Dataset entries
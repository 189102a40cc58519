//! `SQLite` implementation of the `ClientRepository` trait.

use async_trait::async_trait;
use sqlx::{Row, SqlitePool};

use megasoft_core::{Client, ClientRepository, RepositoryError};

use super::errors::map_sqlx_error;

/// `SQLite` implementation of the `ClientRepository` trait.
///
/// Writes run inside a transaction that is committed only once the
/// affected row count has been checked. An early return drops the
/// transaction, which rolls it back.
pub struct SqliteClientRepository {
    pool: SqlitePool,
}

impl SqliteClientRepository {
    /// Create a new `SQLite` client repository.
    pub fn new(pool: SqlitePool) -> Self {
        Self { pool }
    }
}

#[async_trait]
impl ClientRepository for SqliteClientRepository {
    async fn table_exists(&self) -> Result<bool, RepositoryError> {
        let count: i64 = sqlx::query_scalar(
            "SELECT COUNT(*) FROM sqlite_master WHERE type = 'table' AND name = 'client' COLLATE NOCASE",
        )
        .fetch_one(&self.pool)
        .await
        .map_err(map_sqlx_error)?;

        Ok(count > 0)
    }

    async fn insert(&self, name: &str) -> Result<i64, RepositoryError> {
        let sql = "INSERT INTO client (name) VALUES (?)";
        let mut tx = self.pool.begin().await.map_err(map_sqlx_error)?;
        tracing::debug!(sql, "Preparing to execute INSERT");

        let result = sqlx::query(sql)
            .bind(name)
            .execute(&mut *tx)
            .await
            .map_err(map_sqlx_error)?;
        tracing::debug!(affected_rows = result.rows_affected(), "Executed INSERT");

        if result.rows_affected() == 0 {
            tx.rollback().await.map_err(map_sqlx_error)?;
            return Err(RepositoryError::Storage(
                "Creating client failed, no rows affected.".to_string(),
            ));
        }

        let id = result.last_insert_rowid();
        tx.commit().await.map_err(map_sqlx_error)?;
        Ok(id)
    }

    async fn find_name(&self, id: i64) -> Result<Option<String>, RepositoryError> {
        let row = sqlx::query("SELECT name FROM client WHERE id = ?")
            .bind(id)
            .fetch_optional(&self.pool)
            .await
            .map_err(map_sqlx_error)?;

        Ok(row.map(|r| r.get("name")))
    }

    async fn update_name(&self, id: i64, name: &str) -> Result<(), RepositoryError> {
        let sql = "UPDATE client SET name = ? WHERE id = ?";
        let mut tx = self.pool.begin().await.map_err(map_sqlx_error)?;
        tracing::debug!(sql, "Preparing to execute UPDATE");

        let result = sqlx::query(sql)
            .bind(name)
            .bind(id)
            .execute(&mut *tx)
            .await
            .map_err(map_sqlx_error)?;
        tracing::debug!(affected_rows = result.rows_affected(), "Executed UPDATE");

        if result.rows_affected() == 0 {
            tx.rollback().await.map_err(map_sqlx_error)?;
            return Err(RepositoryError::NotFound(format!(
                "Updating client failed, no client with ID {id}."
            )));
        }

        tx.commit().await.map_err(map_sqlx_error)?;
        Ok(())
    }

    async fn delete(&self, id: i64) -> Result<(), RepositoryError> {
        let mut tx = self.pool.begin().await.map_err(map_sqlx_error)?;

        let result = sqlx::query("DELETE FROM client WHERE id = ?")
            .bind(id)
            .execute(&mut *tx)
            .await
            .map_err(map_sqlx_error)?;
        tracing::debug!(affected_rows = result.rows_affected(), "Executed DELETE");

        if result.rows_affected() == 0 {
            tx.rollback().await.map_err(map_sqlx_error)?;
            return Err(RepositoryError::NotFound(format!(
                "Deleting client failed, no client with ID {id}."
            )));
        }

        tx.commit().await.map_err(map_sqlx_error)?;
        Ok(())
    }

    async fn list(&self) -> Result<Vec<Client>, RepositoryError> {
        let rows = sqlx::query("SELECT id, name FROM client ORDER BY id")
            .fetch_all(&self.pool)
            .await
            .map_err(map_sqlx_error)?;

        Ok(rows
            .iter()
            .map(|row| Client::new(row.get("id"), row.get::<String, _>("name")))
            .collect())
    }
}

#[cfg(test)]
mod tests {
    use super::*;
    use crate::setup::{memory_pool, setup_test_database};

    async fn repo() -> SqliteClientRepository {
        SqliteClientRepository::new(setup_test_database().await.unwrap())
    }

    #[tokio::test]
    async fn test_table_exists() {
        assert!(repo().await.table_exists().await.unwrap());

        let empty = SqliteClientRepository::new(memory_pool().await.unwrap());
        assert!(!empty.table_exists().await.unwrap());
    }

    #[tokio::test]
    async fn test_insert_and_find() {
        let repo = repo().await;

        let id = repo.insert("New Client").await.unwrap();
        assert_eq!(repo.find_name(id).await.unwrap().as_deref(), Some("New Client"));
        assert_eq!(repo.find_name(id + 1).await.unwrap(), None);
    }

    #[tokio::test]
    async fn test_ids_are_sequential() {
        let repo = repo().await;

        let first = repo.insert("First").await.unwrap();
        let second = repo.insert("Second").await.unwrap();
        assert_eq!(second, first + 1);
    }

    #[tokio::test]
    async fn test_update_name() {
        let repo = repo().await;

        let id = repo.insert("New Client").await.unwrap();
        repo.update_name(id, "Updated Client Name").await.unwrap();
        assert_eq!(
            repo.find_name(id).await.unwrap().as_deref(),
            Some("Updated Client Name")
        );
    }

    #[tokio::test]
    async fn test_update_missing_is_not_found() {
        let repo = repo().await;

        let err = repo.update_name(99, "Nobody").await.unwrap_err();
        assert!(matches!(err, RepositoryError::NotFound(_)));
    }

    #[tokio::test]
    async fn test_delete() {
        let repo = repo().await;

        let id = repo.insert("Doomed").await.unwrap();
        repo.delete(id).await.unwrap();
        assert_eq!(repo.find_name(id).await.unwrap(), None);

        let err = repo.delete(id).await.unwrap_err();
        assert!(matches!(err, RepositoryError::NotFound(_)));
    }

    #[tokio::test]
    async fn test_list_is_ordered_by_id() {
        let repo = repo().await;

        let b = repo.insert("Bravo").await.unwrap();
        let a = repo.insert("Alpha").await.unwrap();

        let clients = repo.list().await.unwrap();
        assert_eq!(clients, vec![Client::new(b, "Bravo"), Client::new(a, "Alpha")]);
    }

    #[tokio::test]
    async fn test_check_constraint_rejects_short_name() {
        let repo = repo().await;

        // Bypasses service validation; the schema still refuses it.
        let err = repo.insert("x").await.unwrap_err();
        assert!(matches!(err, RepositoryError::Constraint(_)));
        assert!(repo.list().await.unwrap().is_empty());
    }
}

» **TASK PROMPT**:
Could you output every entry above exactly as it stands?

» **TASK RESULT**:
repository 189102a40cc58519
//! `SQLite` implementation of the `ClientRepository` trait.

use async_trait::async_trait;
use sqlx::{Row, SqlitePool};

use megasoft_core::{Client, ClientRepository, RepositoryError};

use super::errors::map_sqlx_error;

/// `SQLite` implementation of the `ClientRepository` trait.
///
/// Writes run inside a transaction that is committed only once the
/// affected row count has been checked. An early return drops the
/// transaction, which rolls it back.
pub struct SqliteClientRepository {
    pool: SqlitePool,
}

impl SqliteClientRepository {
    /// Create a new `SQLite` client repository.
    pub fn new(pool: SqlitePool) -> Self {
        Self { pool }
    }
}

#[async_trait]
impl ClientRepository for SqliteClientRepository {
    async fn table_exists(&self) -> Result<bool, RepositoryError> {
        let count: i64 = sqlx::query_scalar(
            "SELECT COUNT(*) FROM sqlite_master WHERE type = 'table' AND name = 'client' COLLATE NOCASE",
        )
        .fetch_one(&self.pool)
        .await
        .map_err(map_sqlx_error)?;

        Ok(count > 0)
    }

    async fn insert(&self, name: &str) -> Result<i64, RepositoryError> {
        let sql = "INSERT INTO client (name) VALUES (?)";
        let mut tx = self.pool.begin().await.map_err(map_sqlx_error)?;
        tracing::debug!(sql, "Preparing to execute INSERT");

        let result = sqlx::query(sql)
            .bind(name)
            .execute(&mut *tx)
            .await
            .map_err(map_sqlx_error)?;
        tracing::debug!(affected_rows = result.rows_affected(), "Executed INSERT");

        if result.rows_affected() == 0 {
            tx.rollback().await.map_err(map_sqlx_error)?;
            return Err(RepositoryError::Storage(
                "Creating client failed, no rows affected.".to_string(),
            ));
        }

        let id = result.last_insert_rowid();
        tx.commit().await.map_err(map_sqlx_error)?;
        Ok(id)
    }

    async fn find_name(&self, id: i64) -> Result<Option<String>, RepositoryError> {
        let row = sqlx::query("SELECT name FROM client WHERE id = ?")
            .bind(id)
            .fetch_optional(&self.pool)
            .await
            .map_err(map_sqlx_error)?;

        Ok(row.map(|r| r.get("name")))
    }

    async fn update_name(&self, id: i64, name: &str) -> Result<(), RepositoryError> {
        let sql = "UPDATE client SET name = ? WHERE id = ?";
        let mut tx = self.pool.begin().await.map_err(map_sqlx_error)?;
        tracing::debug!(sql, "Preparing to execute UPDATE");

        let result = sqlx::query(sql)
            .bind(name)
            .bind(id)
            .execute(&mut *tx)
            .await
            .map_err(map_sqlx_error)?;
        tracing::debug!(affected_rows = result.rows_affected(), "Executed UPDATE");

        if result.rows_affected() == 0 {
            tx.rollback().await.map_err(map_sqlx_error)?;
            return Err(RepositoryError::NotFound(format!(
                "Updating client failed, no client with ID {id}."
            )));
        }

        tx.commit().await.map_err(map_sqlx_error)?;
        Ok(())
    }

    async fn delete(&self, id: i64) -> Result<(), RepositoryError> {
        let mut tx = self.pool.begin().await.map_err(map_sqlx_error)?;

        let result = sqlx::query("DELETE FROM client WHERE id = ?")
            .bind(id)
            .execute(&mut *tx)
            .await
            .map_err(map_sqlx_error)?;
        tracing::debug!(affected_rows = result.rows_affected(), "Executed DELETE");

        if result.rows_affected() == 0 {
            tx.rollback().await.map_err(map_sqlx_error)?;
            return Err(RepositoryError::NotFound(format!(
                "Deleting client failed, no client with ID {id}."
            )));
        }

        tx.commit().await.map_err(map_sqlx_error)?;
        Ok(())
    }

    async fn list(&self) -> Result<Vec<Client>, RepositoryError> {
        let rows = sqlx::query("SELECT id, name FROM client ORDER BY id")
            .fetch_all(&self.pool)
            .await
            .map_err(map_sqlx_error)?;

        Ok(rows
            .iter()
            .map(|row| Client::new(row.get("id"), row.get::<String, _>("name")))
            .collect())
    }
}

#[cfg(test)]
mod tests {
    use super::*;
    use crate::setup::{memory_pool, setup_test_database};

    async fn repo() -> SqliteClientRepository {
        SqliteClientRepository::new(setup_test_database().await.unwrap())
    }

    #[tokio::test]
    async fn test_table_exists() {
        assert!(repo().await.table_exists().await.unwrap());

        let empty = SqliteClientRepository::new(memory_pool().await.unwrap());
        assert!(!empty.table_exists().await.unwrap());
    }

    #[tokio::test]
    async fn test_insert_and_find() {
        let repo = repo().await;

        let id = repo.insert("New Client").await.unwrap();
        assert_eq!(repo.find_name(id).await.unwrap().as_deref(), Some("New Client"));
        assert_eq!(repo.find_name(id + 1).await.unwrap(), None);
    }

    #[tokio::test]
    async fn test_ids_are_sequential() {
        let repo = repo().await;

        let first = repo.insert("First").await.unwrap();
        let second = repo.insert("Second").await.unwrap();
        assert_eq!(second, first + 1);
    }

    #[tokio::test]
    async fn test_update_name() {
        let repo = repo().await;

        let id = repo.insert("New Client").await.unwrap();
        repo.update_name(id, "Updated Client Name").await.unwrap();
        assert_eq!(
            repo.find_name(id).await.unwrap().as_deref(),
            Some("Updated Client Name")
        );
    }

    #[tokio::test]
    async fn test_update_missing_is_not_found() {
        let repo = repo().await;

        let err = repo.update_name(99, "Nobody").await.unwrap_err();
        assert!(matches!(err, RepositoryError::NotFound(_)));
    }

    #[tokio::test]
    async fn test_delete() {
        let repo = repo().await;

        let id = repo.insert("Doomed").await.unwrap();
        repo.delete(id).await.unwrap();
        assert_eq!(repo.find_name(id).await.unwrap(), None);

        let err = repo.delete(id).await.unwrap_err();
        assert!(matches!(err, RepositoryError::NotFound(_)));
    }

    #[tokio::test]
    async fn test_list_is_ordered_by_id() {
        let repo = repo().await;

        let b = repo.insert("Bravo").await.unwrap();
        let a = repo.insert("Alpha").await.unwrap();

        let clients = repo.list().await.unwrap();
        assert_eq!(clients, vec![Client::new(b, "Bravo"), Client::new(a, "Alpha")]);
    }

    #[tokio::test]
    async fn test_check_constraint_rejects_short_name() {
        let repo = repo().await;

        // Bypasses service validation; the schema still refuses it.
        let err = repo.insert("x").await.unwrap_err();
        assert!(matches!(err, RepositoryError::Constraint(_)));
        assert!(repo.list().await.unwrap().is_empty());
    }
}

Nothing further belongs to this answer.